Batu Empedu – Penyebab, Gejala, dan Pengobatan

penyebab-batu-empedu-doktersehat

DokterSehat.Com– Batu empedu adalah cairan mengeras yang terbentuk di kandung empedu, organ kecil yang terletak di bawah hati. Nama lain batu empedu adalah gallstone. Fungsi empedu membantu proses pencernaan dengan menyimpan empedu dan mengeluarkan empedu tersebut ke dalam usus kecil ketika makanan masuk. Kenali pula penyebab batu empedu, gejala batu empedu, dan cara mengobati penyakit batu empedu atau gallstone, yang akan dijelaskan dalam artikel ini.

Apa Itu Batu Empedu atau Gallstone?

Empedu adalah cairan yang diproduksi oleh hati dan terdiri dari beberapa zat, termasuk kolesterol, bilirubin, dan garam empedu.

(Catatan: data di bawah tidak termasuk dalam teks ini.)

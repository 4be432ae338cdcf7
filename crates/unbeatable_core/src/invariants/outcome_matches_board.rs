//! The recorded outcome is the board's evaluation.

use super::Invariant;
use crate::GameState;

/// Invariant: the stored outcome equals a fresh evaluation of the board.
pub struct OutcomeMatchesBoardInvariant;

impl Invariant<GameState> for OutcomeMatchesBoardInvariant {
    fn holds(game: &GameState) -> bool {
        game.outcome() == game.evaluate()
    }

    fn description() -> &'static str {
        "Recorded outcome matches the board"
    }
}
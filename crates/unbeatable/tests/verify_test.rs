//! Whole-session checks through the public API.

use unbeatable::{Session, SessionEvent, VerifyReport, suggest, verify};
use unbeatable_core::{MoveError, Outcome, Position, Side};

#[test]
fn test_computer_never_loses_any_line() {
    let report = verify();
    assert!(report.computer_never_lost(), "{report}");
    assert_eq!(report.player_wins, 0);
    assert!(report.ai_wins > 0);
    assert!(report.draws > 0);
    assert_eq!(report.games, report.ai_wins + report.draws);
}

#[test]
fn test_report_display() {
    let report = VerifyReport {
        games: 3,
        player_wins: 0,
        ai_wins: 2,
        draws: 1,
    };
    assert_eq!(
        report.to_string(),
        "3 games: 0 player wins, 2 AI wins, 1 draws"
    );
}

#[test]
fn test_session_plays_to_a_recorded_result() {
    let mut session = Session::new();
    let mut finished = None;

    // Always take the first free cell; the computer punishes this quickly.
    while !session.game().is_over() {
        let Some(position) = session.game().board().empty_positions().next() else {
            break;
        };
        match session.human_move(position).unwrap() {
            SessionEvent::Moved { outcome, .. } if outcome.is_over() => finished = Some(outcome),
            SessionEvent::Moved { .. } => {}
            SessionEvent::Ignored(err) => panic!("free cell ignored: {err}"),
        }
    }

    let outcome = finished.unwrap();
    assert_ne!(outcome, Outcome::PlayerWin);
    assert_eq!(session.scores().games(), 1);

    // Further input is ignored and does not count the game twice.
    let event = session.human_move(Position::BottomRight).unwrap();
    assert!(matches!(
        event,
        SessionEvent::Ignored(MoveError::GameAlreadyOver(_) | MoveError::CellOccupied(_))
    ));
    assert_eq!(session.scores().games(), 1);

    session.restart();
    assert_eq!(session.game().turn(), Side::Player);
    assert_eq!(session.scores().games(), 1);
}

#[test]
fn test_suggest_blocks_a_threat() {
    // The player threatens the top row.
    let suggestion = suggest::suggest("XX./.O./...", None).unwrap();
    assert_eq!(suggestion.side, Side::Ai);
    assert_eq!(suggestion.result.unwrap().position, Position::TopRight);
}

#[test]
fn test_suggest_hint_for_player() {
    let suggestion = suggest::suggest("X../OO./X..", Some(Side::Player)).unwrap();
    assert_eq!(suggestion.result.unwrap().position, Position::MiddleRight);
}
//! Perfect-play move selection: minimax with alpha-beta pruning.
//!
//! The tree is searched to the end of the game, so scores are exact:
//! a win found `d` plies below a root candidate is worth `10 - d` to the
//! computer, a loss `d - 10`, a draw `0`. Shallower wins and deeper losses
//! are therefore preferred.

use super::{Board, Cell, Outcome, Position, Side, rules};
use serde::{Deserialize, Serialize};
use tracing::{debug, instrument, trace};

/// Score of a win found at depth 0.
pub const WIN_SCORE: i32 = 10;

/// Outcome of one search call.
#[derive(Debug, Clone, PartialEq, Eq, Serialize, Deserialize)]
pub struct SearchResult {
    /// Chosen move.
    pub position: Position,
    /// Exact minimax value of the chosen move, from the computer's view.
    pub score: i32,
    /// Nodes visited below the root.
    pub nodes: u64,
    /// Every root candidate with its score, in row-major order.
    pub candidates: Vec<(Position, i32)>,
}

impl SearchResult {
    /// Score of a given root candidate, if it was legal.
    pub fn score_of(&self, position: Position) -> Option<i32> {
        self.candidates
            .iter()
            .find(|(pos, _)| *pos == position)
            .map(|(_, score)| *score)
    }
}

/// Returns the optimal move for `side`, or `None` if the board is full.
///
/// Ties go to the earliest cell in row-major order.
pub fn best_move(board: &Board, side: Side) -> Option<Position> {
    search(board, side).map(|result| result.position)
}

/// Scores every legal move for `side` and returns the best one.
///
/// The computer maximizes and the player minimizes the score. Each root
/// candidate gets its own full-width window, and only a strictly better
/// score replaces the current choice. `board` is never modified.
#[instrument(skip(board), fields(board = %board))]
pub fn search(board: &Board, side: Side) -> Option<SearchResult> {
    let mut searcher = Searcher::new(*board);
    let mut best: Option<(Position, i32)> = None;
    let mut candidates = Vec::with_capacity(board.empty_count());

    for pos in Position::ALL {
        if !searcher.board.is_empty(pos) {
            continue;
        }

        searcher.board.set(pos, Cell::Marked(side));
        let score = searcher.minimax(0, side.opponent(), i32::MIN, i32::MAX);
        searcher.board.clear(pos);

        trace!(position = ?pos, score, "Root candidate scored");
        candidates.push((pos, score));

        let improves = match best {
            None => true,
            Some((_, best_score)) => match side {
                Side::Ai => score > best_score,
                Side::Player => score < best_score,
            },
        };
        if improves {
            best = Some((pos, score));
        }
    }

    let (position, score) = best?;
    debug!(position = ?position, score, nodes = searcher.nodes, "Search complete");

    Some(SearchResult {
        position,
        score,
        nodes: searcher.nodes,
        candidates,
    })
}

/// Working copy of the board, mutated with place/undo during the search.
struct Searcher {
    board: Board,
    nodes: u64,
}

impl Searcher {
    fn new(board: Board) -> Self {
        Self { board, nodes: 0 }
    }

    fn minimax(&mut self, depth: i32, to_move: Side, mut alpha: i32, mut beta: i32) -> i32 {
        self.nodes += 1;

        match rules::evaluate(&self.board) {
            Outcome::AiWin => return WIN_SCORE - depth,
            Outcome::PlayerWin => return depth - WIN_SCORE,
            Outcome::Draw => return 0,
            Outcome::InProgress => {}
        }

        let maximizing = to_move == Side::Ai;
        let mut best = if maximizing { i32::MIN } else { i32::MAX };

        for pos in Position::ALL {
            if !self.board.is_empty(pos) {
                continue;
            }

            self.board.set(pos, Cell::Marked(to_move));
            let value = self.minimax(depth + 1, to_move.opponent(), alpha, beta);
            self.board.clear(pos);

            if maximizing {
                best = best.max(value);
                alpha = alpha.max(value);
            } else {
                best = best.min(value);
                beta = beta.min(value);
            }

            if beta <= alpha {
                break;
            }
        }

        best
    }
}
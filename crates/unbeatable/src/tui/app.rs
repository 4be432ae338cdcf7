//! Application state and logic.

use tracing::{debug, info, instrument, warn};
use unbeatable_core::{Outcome, Position, Side};

use super::input::{Action, move_cursor};
use crate::config::AppConfig;
use crate::session::{Session, SessionEvent};

/// Main application state.
pub struct App {
    session: Session,
    config: AppConfig,
    cursor: Position,
    hint: Option<Position>,
    status_message: String,
    should_quit: bool,
}

impl App {
    /// Creates a new application.
    pub fn new(config: AppConfig) -> Self {
        let status_message = format!("{}'s turn. Pick a cell.", config.player_name());
        Self {
            session: Session::new(),
            config,
            cursor: Position::Center,
            hint: None,
            status_message,
            should_quit: false,
        }
    }

    /// Gets the session.
    pub fn session(&self) -> &Session {
        &self.session
    }

    /// Gets the configuration.
    pub fn config(&self) -> &AppConfig {
        &self.config
    }

    /// Gets the cursor position.
    pub fn cursor(&self) -> Position {
        self.cursor
    }

    /// Gets the highlighted hint, if one was requested for this turn.
    pub fn hint(&self) -> Option<Position> {
        self.hint
    }

    /// Gets the current status message.
    pub fn status_message(&self) -> &str {
        &self.status_message
    }

    /// Returns true once the user asked to leave.
    pub fn should_quit(&self) -> bool {
        self.should_quit
    }

    /// Applies one user action.
    #[instrument(skip(self))]
    pub fn handle(&mut self, action: Action) {
        match action {
            Action::Move(direction) => self.cursor = move_cursor(self.cursor, direction),
            Action::Select => self.play(self.cursor),
            Action::PlayAt(position) => {
                self.cursor = position;
                self.play(position);
            }
            Action::Hint => self.show_hint(),
            Action::Restart => self.restart(),
            Action::Quit => {
                info!("User quit");
                self.should_quit = true;
            }
        }
    }

    fn play(&mut self, position: Position) {
        let event = match self.session.human_move(position) {
            Ok(event) => event,
            Err(e) => {
                warn!(error = %e, "Move rejected");
                self.status_message = format!("Move error: {}", e);
                return;
            }
        };

        match event {
            SessionEvent::Ignored(reason) => {
                debug!(%reason, "Input ignored");
            }
            SessionEvent::Moved { reply, outcome, .. } => {
                self.hint = None;
                self.status_message = match outcome {
                    Outcome::InProgress => match reply {
                        Some(reply) => format!(
                            "{} played {}. Your turn.",
                            self.config.ai_name(),
                            reply.position.label()
                        ),
                        None => format!("{}'s turn.", self.config.player_name()),
                    },
                    outcome => self.game_over_message(outcome),
                };
            }
        }
    }

    fn game_over_message(&self, outcome: Outcome) -> String {
        match outcome.winner() {
            Some(side) => format!(
                "{} wins! Press 'r' to restart or 'q' to quit.",
                self.config.name(side)
            ),
            None => "Game ended in a draw! Press 'r' to restart or 'q' to quit.".to_string(),
        }
    }

    fn show_hint(&mut self) {
        self.hint = self.session.hint();
        if let Some(position) = self.hint {
            self.cursor = position;
            self.status_message = format!("Hint: {}", position.label());
        }
    }

    /// Restarts the game, keeping the score.
    pub fn restart(&mut self) {
        debug!("Restarting game");
        self.session.restart();
        self.hint = None;
        self.cursor = Position::Center;
        self.status_message = format!(
            "Game restarted. {}'s turn.",
            self.config.name(Side::Player)
        );
    }
}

Batu empedu adalah potongan-potongan bahan padat yang terbentuk di kandung empedu. Batu-batu ini berkembang karena kolesterol dan pigmen empedu yang kadang-kadang membentuk partikel keras.

Selanjutnya, kantung empedu atau gallbladder adalah organ dalam tubuh yang bentuknya mirip dengan buah pir. Di dalamnya terdapat sekitar 50 ml empedu untuk membantu proses pencernaan.

Ada dua fungsi empedu yang sangat penting di semua spesies, di antaranya:

  1. Empedu mengandung asam empedu, yang sangat penting untuk pencernaan dan penyerapan lemak dan vitamin yang larut dalam lemak di usus kecil.
  2. Banyak produk limbah, termasuk bilirubin, dieliminasi dari tubuh melalui sekresi ke empedu dan eliminasi pada feses.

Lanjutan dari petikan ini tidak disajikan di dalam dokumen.